Junior%27s+Jamie+Hake+and+Maddie+Wells+wrestle+with+each+other+in+practice.

Kristen Smith

Junior’s Jamie Hake and Maddie Wells wrestle with each other in practice.

Around the country, girls wrestling has been rising in popularity. As winter sports begin, the Hayes wrestling program has worked hard to recruit and increase the number of girls in wrestling at Hayes.
With practices underway and tournaments beginning soon, wrestling head coach Josh Lamb is excited about the growth within the program.
“Currently, we sit with 23 girls, but I think we have about a dozen more that may come out,” Lamb said. “I think we are going to have the biggest team in the state of Ohio.”
Since girls wrestling is a fairly new sport at Hayes, the majority of the girls participating have little experience.
“Some girls are going to have one year of experience, and a bunch of them are going to have none,” Lamb said.
Most girl wrestlers are new to the sport and do not know all the moves yet.

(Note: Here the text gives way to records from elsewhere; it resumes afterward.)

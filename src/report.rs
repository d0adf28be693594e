// src/report.rs

//! Build farm status report

use crate::db::models::{
    Image, ImageStatus, Package, PackageStatus, RepoBootstrap, RepoBootstrapStatus,
};
use crate::error::Result;
use crate::farm::BuildFarm;
use crate::repo::staging;
use rusqlite::{Connection, params};
use std::fmt;

const PACKAGE_STATUSES: [PackageStatus; 5] = [
    PackageStatus::Queued,
    PackageStatus::Building,
    PackageStatus::Built,
    PackageStatus::Published,
    PackageStatus::Failed,
];

const IMAGE_STATUSES: [ImageStatus; 4] = [
    ImageStatus::Queued,
    ImageStatus::Building,
    ImageStatus::Published,
    ImageStatus::Failed,
];

const REPO_BOOTSTRAP_STATUSES: [RepoBootstrapStatus; 5] = [
    RepoBootstrapStatus::Queued,
    RepoBootstrapStatus::Building,
    RepoBootstrapStatus::Built,
    RepoBootstrapStatus::Published,
    RepoBootstrapStatus::Failed,
];

/// Per (branch, arch) package counts
#[derive(Debug, Clone, PartialEq, Eq)]
pub struct ArchBranchCounts {
    pub branch: String,
    pub arch: String,
    pub total: usize,
    pub unpublished: usize,
    /// Built or published without a job of their own (copied from the origin branch)
    pub synced: usize,
}

#[derive(Debug, Clone, PartialEq, Eq)]
pub struct StatusReport {
    pub packages: Vec<(PackageStatus, usize)>,
    pub images: Vec<(ImageStatus, usize)>,
    pub repo_bootstraps: Vec<(RepoBootstrapStatus, usize)>,
    pub arch_branches: Vec<ArchBranchCounts>,
    /// Failed packages on branches whose errors are not ignored
    pub failed_relevant: usize,
    pub stuck: bool,
}

fn count(conn: &Connection, sql: &str, branch: &str, arch: &str) -> Result<usize> {
    let count: i64 = conn.query_row(sql, params![branch, arch], |row| row.get(0))?;
    Ok(count as usize)
}

impl StatusReport {
    pub fn collect(farm: &BuildFarm, conn: &Connection) -> Result<Self> {
        let mut packages = Vec::new();
        for status in PACKAGE_STATUSES {
            packages.push((status, Package::count_by_status(conn, status)?));
        }
        let mut images = Vec::new();
        for status in IMAGE_STATUSES {
            images.push((status, Image::count_by_status(conn, status)?));
        }
        let mut repo_bootstraps = Vec::new();
        for status in REPO_BOOTSTRAP_STATUSES {
            repo_bootstraps.push((status, RepoBootstrap::count_by_status(conn, status)?));
        }

        let mut arch_branches = Vec::new();
        let mut failed_relevant = 0;
        for branch in staging::discover(farm)? {
            for arch in &branch.arches {
                let total = count(
                    conn,
                    "SELECT COUNT(*) FROM packages WHERE branch = ?1 AND arch = ?2",
                    &branch.name,
                    arch,
                )?;
                let synced = count(
                    conn,
                    "SELECT COUNT(*) FROM packages
                     WHERE branch = ?1 AND arch = ?2 AND job_id IS NULL
                       AND status IN ('built', 'published')",
                    &branch.name,
                    arch,
                )?;
                if !branch.ignore_errors {
                    failed_relevant += count(
                        conn,
                        "SELECT COUNT(*) FROM packages
                         WHERE branch = ?1 AND arch = ?2 AND status = 'failed'",
                        &branch.name,
                        arch,
                    )?;
                }
                arch_branches.push(ArchBranchCounts {
                    branch: branch.name.clone(),
                    arch: arch.clone(),
                    total,
                    unpublished: Package::count_unpublished(conn, &branch.name, Some(arch))?,
                    synced,
                });
            }
        }

        let idle = packages.contains(&(PackageStatus::Building, 0))
            && images.contains(&(ImageStatus::Building, 0))
            && repo_bootstraps.contains(&(RepoBootstrapStatus::Building, 0));
        let stuck = idle && !packages.contains(&(PackageStatus::Queued, 0));

        Ok(Self {
            packages,
            images,
            repo_bootstraps,
            arch_branches,
            failed_relevant,
            stuck,
        })
    }
}

impl fmt::Display for StatusReport {
    fn fmt(&self, f: &mut fmt::Formatter<'_>) -> fmt::Result {
        writeln!(f, "Packages:")?;
        for (status, n) in &self.packages {
            writeln!(f, "  {:<10} {}", status.as_str(), n)?;
        }
        writeln!(f, "Images:")?;
        for (status, n) in &self.images {
            writeln!(f, "  {:<10} {}", status.as_str(), n)?;
        }
        writeln!(f, "Repo bootstraps:")?;
        for (status, n) in &self.repo_bootstraps {
            writeln!(f, "  {:<10} {}", status.as_str(), n)?;
        }
        writeln!(f, "Repositories:")?;
        for counts in &self.arch_branches {
            writeln!(
                f,
                "  {}/{}: {} package(s), {} unpublished, {} synced",
                counts.branch, counts.arch, counts.total, counts.unpublished, counts.synced
            )?;
        }
        write!(f, "Failed (relevant): {}", self.failed_relevant)?;
        if self.stuck {
            write!(f, "\nNothing is building, but packages are queued")?;
        }
        Ok(())
    }
}

#[cfg(test)]
mod tests {
    use super::*;
    use crate::config::Config;
    use tempfile::TempDir;

    #[test]
    fn test_collect() {
        let temp = TempDir::new().unwrap();
        let farm = BuildFarm::new(Config::with_root(temp.path())).unwrap();
        farm.init().unwrap();
        let conn = farm.open_db().unwrap();

        let mut hello = Package::new("x86_64", "master", "hello-world", "1-r4");
        hello.insert(&conn).unwrap();
        hello.set_status(&conn, PackageStatus::Published).unwrap();

        let mut wrapper = Package::new("x86_64", "master", "hello-world-wrapper", "1-r2");
        wrapper.insert(&conn).unwrap();
        wrapper.set_status_and_job(&conn, PackageStatus::Building, Some(3)).unwrap();
        wrapper.set_status(&conn, PackageStatus::Failed).unwrap();

        let report = StatusReport::collect(&farm, &conn).unwrap();
        assert!(report.packages.contains(&(PackageStatus::Published, 1)));
        assert!(report.packages.contains(&(PackageStatus::Failed, 1)));
        assert_eq!(report.failed_relevant, 1);
        assert!(!report.stuck);

        let x86 = report
            .arch_branches
            .iter()
            .find(|c| c.branch == "master" && c.arch == "x86_64")
            .unwrap();
        assert_eq!(x86.total, 2);
        assert_eq!(x86.unpublished, 1);
        assert_eq!(x86.synced, 1);

        let text = report.to_string();
        assert!(text.contains("master/x86_64: 2 package(s), 1 unpublished, 1 synced"));
    }
}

First-year wrestler and junior Jamie Hake is eager to learn more about wrestling.
“I’m obsessed with learning all the moves. It gives me so much joy to learn new things,” Hake said. “It makes you feel so accomplished and so successful.”

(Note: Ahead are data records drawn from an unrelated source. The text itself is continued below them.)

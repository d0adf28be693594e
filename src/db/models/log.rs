// src/db/models/log.rs

//! Audit log - append-only record of everything the farm did
//!
//! Entries reference packages, images and jobs by denormalized fields only.
//! The log doubles as input for the job rate limiter.

use crate::db::models::{Image, Package, RepoBootstrap};
use crate::error::Result;
use chrono::NaiveDate;
use rusqlite::{Connection, Row, params};
use std::fmt;
use tracing::info;

const COLUMNS: &str = "id, date, action, payload, arch, branch, pkgname, version, job_id, \
                       retry_count, device, ui, dir_name, splitrepo, depend_pkgname, count";

/// One audit log entry
#[derive(Debug, Clone, Default, PartialEq, Eq)]
pub struct LogEntry {
    pub id: Option<i64>,
    pub date: Option<String>,
    pub action: String,
    pub payload: Option<String>,
    pub arch: Option<String>,
    pub branch: Option<String>,
    pub pkgname: Option<String>,
    pub version: Option<String>,
    pub job_id: Option<i64>,
    pub retry_count: Option<i64>,
    pub device: Option<String>,
    pub ui: Option<String>,
    pub dir_name: Option<String>,
    pub splitrepo: Option<String>,
    pub depend_pkgname: Option<String>,
    pub count: Option<i64>,
}

impl LogEntry {
    pub fn new(action: &str) -> Self {
        Self {
            action: action.to_string(),
            ..Self::default()
        }
    }

    /// Entry describing a package
    pub fn for_package(package: &Package, action: &str) -> Self {
        Self {
            arch: Some(package.arch.clone()),
            branch: Some(package.branch.clone()),
            pkgname: Some(package.pkgname.clone()),
            version: Some(package.version.clone()),
            job_id: package.job_id,
            retry_count: Some(package.retry_count),
            splitrepo: package.splitrepo.clone(),
            ..Self::new(action)
        }
    }

    pub fn for_image(image: &Image, action: &str) -> Self {
        Self {
            branch: Some(image.branch.clone()),
            device: Some(image.device.clone()),
            ui: Some(image.ui.clone()),
            dir_name: image.dir_name.clone(),
            job_id: image.job_id,
            retry_count: Some(image.retry_count),
            ..Self::new(action)
        }
    }

    pub fn for_repo_bootstrap(rb: &RepoBootstrap, action: &str) -> Self {
        Self {
            arch: Some(rb.arch.clone()),
            branch: Some(rb.branch.clone()),
            splitrepo: Some(rb.splitrepo.clone()),
            job_id: rb.job_id,
            retry_count: Some(rb.retry_count),
            ..Self::new(action)
        }
    }

    pub fn insert(&mut self, conn: &Connection) -> Result<i64> {
        conn.execute(
            "INSERT INTO log (action, payload, arch, branch, pkgname, version, job_id,
                              retry_count, device, ui, dir_name, splitrepo, depend_pkgname, count)
             VALUES (?1, ?2, ?3, ?4, ?5, ?6, ?7, ?8, ?9, ?10, ?11, ?12, ?13, ?14)",
            params![
                &self.action,
                &self.payload,
                &self.arch,
                &self.branch,
                &self.pkgname,
                &self.version,
                self.job_id,
                self.retry_count,
                &self.device,
                &self.ui,
                &self.dir_name,
                &self.splitrepo,
                &self.depend_pkgname,
                self.count,
            ],
        )?;

        let id = conn.last_insert_rowid();
        self.id = Some(id);
        Ok(id)
    }

    /// Store the entry and echo it to the tracing log
    pub fn record(mut self, conn: &Connection) -> Result<()> {
        self.insert(conn)?;
        info!("### {} ###", self);
        Ok(())
    }

    /// Most recent entries, newest first
    pub fn recent(conn: &Connection, limit: usize) -> Result<Vec<Self>> {
        let sql = format!("SELECT {COLUMNS} FROM log ORDER BY id DESC LIMIT ?1");
        let mut stmt = conn.prepare(&sql)?;
        let entries = stmt
            .query_map([limit as i64], Self::from_row)?
            .collect::<std::result::Result<Vec<_>, _>>()?;
        Ok(entries)
    }

    pub fn list_by_action(conn: &Connection, action: &str) -> Result<Vec<Self>> {
        let sql = format!("SELECT {COLUMNS} FROM log WHERE action = ?1 ORDER BY id");
        let mut stmt = conn.prepare(&sql)?;
        let entries = stmt
            .query_map([action], Self::from_row)?
            .collect::<std::result::Result<Vec<_>, _>>()?;
        Ok(entries)
    }

    /// Whether both entries describe the same job being started
    pub fn same_job(&self, other: &LogEntry) -> bool {
        self.action == other.action
            && self.arch == other.arch
            && self.branch == other.branch
            && self.pkgname == other.pkgname
            && self.version == other.version
            && self.device == other.device
            && self.ui == other.ui
            && self.dir_name == other.dir_name
    }

    /// Day the entry was written (UTC), if the date column parses
    pub fn day(&self) -> Option<NaiveDate> {
        let date = self.date.as_deref()?;
        NaiveDate::parse_from_str(date.get(..10)?, "%Y-%m-%d").ok()
    }

    fn from_row(row: &Row) -> rusqlite::Result<Self> {
        Ok(Self {
            id: Some(row.get(0)?),
            date: row.get(1)?,
            action: row.get(2)?,
            payload: row.get(3)?,
            arch: row.get(4)?,
            branch: row.get(5)?,
            pkgname: row.get(6)?,
            version: row.get(7)?,
            job_id: row.get(8)?,
            retry_count: row.get(9)?,
            device: row.get(10)?,
            ui: row.get(11)?,
            dir_name: row.get(12)?,
            splitrepo: row.get(13)?,
            depend_pkgname: row.get(14)?,
            count: row.get(15)?,
        })
    }
}

impl fmt::Display for LogEntry {
    fn fmt(&self, f: &mut fmt::Formatter<'_>) -> fmt::Result {
        write!(f, "{}", self.action)?;

        let fields = [
            ("arch", self.arch.clone()),
            ("branch", self.branch.clone()),
            ("splitrepo", self.splitrepo.clone()),
            ("pkgname", self.pkgname.clone()),
            ("version", self.version.clone()),
            ("device", self.device.clone()),
            ("ui", self.ui.clone()),
            ("dir_name", self.dir_name.clone()),
            ("job_id", self.job_id.map(|v| v.to_string())),
            ("retry_count", self.retry_count.map(|v| v.to_string())),
            ("depend_pkgname", self.depend_pkgname.clone()),
            ("count", self.count.map(|v| v.to_string())),
        ];
        for (key, value) in fields {
            if let Some(value) = value {
                write!(f, ", {key}: {value}")?;
            }
        }
        Ok(())
    }
}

Although wrestling is a sport that improves a girl’s physical strength, Lamb emphasizes the mental benefits as well.
“A lot of it to me is not who’s the next girl state champion,” Lamb said. “There is something to be said for helping girls build confidence in themselves.”
The wrestling team’s main focus is building a community. Second-year wrestler and senior Jordan Rutherford said she works to continuously bring positivity to the team.
“Even before the season started, there was excitement on the team,” Rutherford said. “There’s a lot of energy right now.”
While the team has fun during practice, they all strive to be the best they can.
“Everyone’s taking it really seriously and trying to be intense in a good way,” Rutherford said.
With the season about to officially begin, the program is excited to see what the future holds.
“It’s actually like nothing I’ve ever been a part of,” Lamb said.